〈清吉と正三〉
眠っているのか、起きているのか、最初に動いたのはトウイチだった。
壁に背中を付けて座り込むトウイチは仕込み杖を握る。
その微かな違った物音で目を覚まし即身構える助さん格さん杏音。
――家の戸がゆっくりと開いた。
そこには清吉がオノ、クワ、カマを持ったガラの悪い連中を連れ戻って来たのであった。
「ああ、申し訳ありません。びっくりさせてしまいましたね…… もうすぐ出られる頃かと思い。こちらの三人は砦までの道案内件、戦力として使って頂ければ」
「ん? 清吉さん」 正三がムクっと起きた。
「お前ら準備しろ。いくぜ」 トウイチは仕込杖を持ち立ち上がった。
寝ているご隠居、銀子をのこし、準備を済ませ外へ出る一同。
――「では留守の間、ご隠居を頼んだでござる正三殿」
「気を付けて。こっちは任せて、格さん」
トウイチ、杏音、助さん格さんとオノ・クワ・カマは賊の砦へと出発した。
霧がかった山村の朝。見送る正三と清吉以外はまだ村人の姿はない。
トウイチ達の姿が見えなくなると清吉が溜息を付き口を開いた。
「……正三さん、化物だらけになってしまった今をどう感じ、どう思われますか?」 清吉は目を細め言う。
「このままだと江戸どころかこの国まで無くなってしまいますよ」 正三は清吉を見て言った。

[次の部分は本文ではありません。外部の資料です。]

//! Feature pools of a part on disk.
//!
//! `features/manifest.json` records the anchor embedding and pool shapes;
//! each pool is a row-major little-endian `f32` blob.

use std::fs::File;
use std::io::{BufWriter, Read, Write};
use std::path::{Path, PathBuf};

use ndarray::Array2;
use serde::{Deserialize, Serialize};
use thiserror::Error;

use crate::embedding::Embedding;

pub const MANIFEST_FILE: &str = "manifest.json";
pub const POSITIVE_FILE: &str = "positive.f32le";
pub const NEGATIVE_FILE: &str = "negative.f32le";
const FORMAT_VERSION: u32 = 1;
const ENCODING: &str = "f32le";

#[derive(Debug, Error)]
pub enum FeatureError {
    #[error("Feature I/O failed for {path}: {source}")]
    Io {
        path: PathBuf,
        source: std::io::Error,
    },
    #[error("Invalid feature manifest {path}: {source}")]
    Json {
        path: PathBuf,
        source: serde_json::Error,
    },
    #[error("Invalid feature manifest: {0}")]
    InvalidManifest(String),
    #[error("Feature blob {path} holds {actual} values, expected {expected}")]
    SizeMismatch {
        path: PathBuf,
        expected: usize,
        actual: usize,
    },
}

#[derive(Debug, Clone, Serialize, Deserialize)]
struct Manifest {
    format_version: u32,
    encoding: String,
    dim: usize,
    anchor: Vec<f32>,
    positive_rows: usize,
    negative_rows: usize,
    files: ManifestFiles,
}

#[derive(Debug, Clone, Serialize, Deserialize)]
struct ManifestFiles {
    positive: String,
    negative: String,
}

/// Anchor embedding plus the positive and negative feature pools of a part.
#[derive(Debug, Clone, PartialEq)]
pub struct FeaturePools {
    pub anchor: Embedding,
    pub positive: Array2<f32>,
    pub negative: Array2<f32>,
}

impl FeaturePools {
    /// Stack equally sized embeddings into pools.
    pub fn from_rows(anchor: Embedding, positive: &[Embedding], negative: &[Embedding]) -> Result<Self, FeatureError> {
        Ok(Self {
            positive: stack(anchor.len(), positive)?,
            negative: stack(anchor.len(), negative)?,
            anchor,
        })
    }

    pub fn dim(&self) -> usize {
        self.anchor.len()
    }

    pub fn save(&self, dir: &Path) -> Result<(), FeatureError> {
        std::fs::create_dir_all(dir).map_err(|source| io_err(dir, source))?;
        write_f32le(&dir.join(POSITIVE_FILE), &self.positive)?;
        write_f32le(&dir.join(NEGATIVE_FILE), &self.negative)?;
        let manifest = Manifest {
            format_version: FORMAT_VERSION,
            encoding: ENCODING.to_string(),
            dim: self.dim(),
            anchor: self.anchor.as_slice().to_vec(),
            positive_rows: self.positive.nrows(),
            negative_rows: self.negative.nrows(),
            files: ManifestFiles {
                positive: POSITIVE_FILE.to_string(),
                negative: NEGATIVE_FILE.to_string(),
            },
        };
        let path = dir.join(MANIFEST_FILE);
        let json = serde_json::to_vec_pretty(&manifest).map_err(|source| FeatureError::Json {
            path: path.clone(),
            source,
        })?;
        std::fs::write(&path, json).map_err(|source| io_err(&path, source))
    }

    pub fn load(dir: &Path) -> Result<Self, FeatureError> {
        let path = dir.join(MANIFEST_FILE);
        let bytes = std::fs::read(&path).map_err(|source| io_err(&path, source))?;
        let manifest: Manifest = serde_json::from_slice(&bytes).map_err(|source| FeatureError::Json {
            path: path.clone(),
            source,
        })?;
        if manifest.format_version != FORMAT_VERSION || manifest.encoding != ENCODING {
            return Err(FeatureError::InvalidManifest(format!(
                "unsupported format {} / {}",
                manifest.format_version, manifest.encoding
            )));
        }
        if manifest.dim == 0 || manifest.anchor.len() != manifest.dim {
            return Err(FeatureError::InvalidManifest(format!(
                "anchor has {} values for dimension {}",
                manifest.anchor.len(),
                manifest.dim
            )));
        }
        let positive = read_f32le(&dir.join(&manifest.files.positive), manifest.positive_rows, manifest.dim)?;
        let negative = read_f32le(&dir.join(&manifest.files.negative), manifest.negative_rows, manifest.dim)?;
        Ok(Self {
            anchor: Embedding::new(manifest.anchor),
            positive,
            negative,
        })
    }
}

fn stack(dim: usize, rows: &[Embedding]) -> Result<Array2<f32>, FeatureError> {
    let mut out = Array2::<f32>::zeros((rows.len(), dim));
    for (mut row, embedding) in out.rows_mut().into_iter().zip(rows) {
        if embedding.len() != dim {
            return Err(FeatureError::InvalidManifest(format!(
                "embedding of length {} in a pool of dimension {dim}",
                embedding.len()
            )));
        }
        row.assign(&embedding.view());
    }
    Ok(out)
}

fn write_f32le(path: &Path, pool: &Array2<f32>) -> Result<(), FeatureError> {
    let file = File::create(path).map_err(|source| io_err(path, source))?;
    let mut writer = BufWriter::new(file);
    for value in pool.iter() {
        writer
            .write_all(&value.to_le_bytes())
            .map_err(|source| io_err(path, source))?;
    }
    writer.flush().map_err(|source| io_err(path, source))
}

fn read_f32le(path: &Path, rows: usize, dim: usize) -> Result<Array2<f32>, FeatureError> {
    let mut bytes = Vec::new();
    File::open(path)
        .and_then(|mut file| file.read_to_end(&mut bytes))
        .map_err(|source| io_err(path, source))?;
    let expected = rows * dim;
    if bytes.len() % 4 != 0 || bytes.len() / 4 != expected {
        return Err(FeatureError::SizeMismatch {
            path: path.to_path_buf(),
            expected,
            actual: bytes.len() / 4,
        });
    }
    let values: Vec<f32> = bytes
        .chunks_exact(4)
        .map(|chunk| f32::from_le_bytes([chunk[0], chunk[1], chunk[2], chunk[3]]))
        .collect();
    Array2::from_shape_vec((rows, dim), values)
        .map_err(|err| FeatureError::InvalidManifest(err.to_string()))
}

fn io_err(path: &Path, source: std::io::Error) -> FeatureError {
    FeatureError::Io {
        path: path.to_path_buf(),
        source,
    }
}
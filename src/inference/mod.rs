//! Live match/no-match inference against a trained part.

pub mod decision;
pub mod live;
pub mod overlay;
pub mod session;

use std::path::PathBuf;

use thiserror::Error;

use crate::capture::CaptureError;
use crate::ml::{CheckpointError, ModelError};
use crate::part::{FeatureError, PartError};
use crate::vision::ExtractError;

pub use decision::{ConfidenceBand, Decision, RenderDirective, Thresholds, decide};
pub use live::{AnnotatedFrameWriter, FrameSink, LiveSummary, run_live};
pub use session::{AnnotatedFrame, InferenceSession};

#[derive(Debug, Error)]
pub enum InferenceError {
    #[error(transparent)]
    Checkpoint(#[from] CheckpointError),
    #[error(transparent)]
    Features(#[from] FeatureError),
    #[error(transparent)]
    Part(#[from] PartError),
    #[error(transparent)]
    Extract(#[from] ExtractError),
    #[error(transparent)]
    Model(#[from] ModelError),
    #[error(transparent)]
    Capture(#[from] CaptureError),
    #[error("Embedding length {actual} does not match the model input {expected}")]
    DimensionMismatch { expected: usize, actual: usize },
    #[error("Failed to prepare output directory {path}: {source}")]
    Output {
        path: PathBuf,
        source: std::io::Error,
    },
    #[error("Failed to write frame {path}: {source}")]
    Image {
        path: PathBuf,
        source: image::ImageError,
    },
}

「人の人たる所以とは…… 私達は強く生きて行かなければなりません。たとえどんな状況であっても。賊に傷付けられ奪われようとも。むだなく能率的に…… 順応力の無い者、指導者に従わぬ者はこの先、生きては行けないのです。この山村、故郷を無くしてはいけない。もっともっと大きく力を付けていく事が私、先覚者としての役目なのです」 清吉は遠くを見つめ言う。
「トウイチさん達は強い。賊を追い払ってくれますよ。絶対!」 正三は言う。
「……果たしてそれが正しいのでしょうか。賊どもと共存し合う事もまた一つの道…… 私は何者にも屈してはいけないのです。村そして私の為に亡くなった者達の為にも!」 清吉は力強くそう言うと正三を見て笑顔で礼をした。
「ご老人と奥方が起きましたら是非あの洞窟へいらして下さい。そこでお待ちしております」 清吉はそう言うと去って行った。
霧がかった山々が見渡せる山村の丘にて。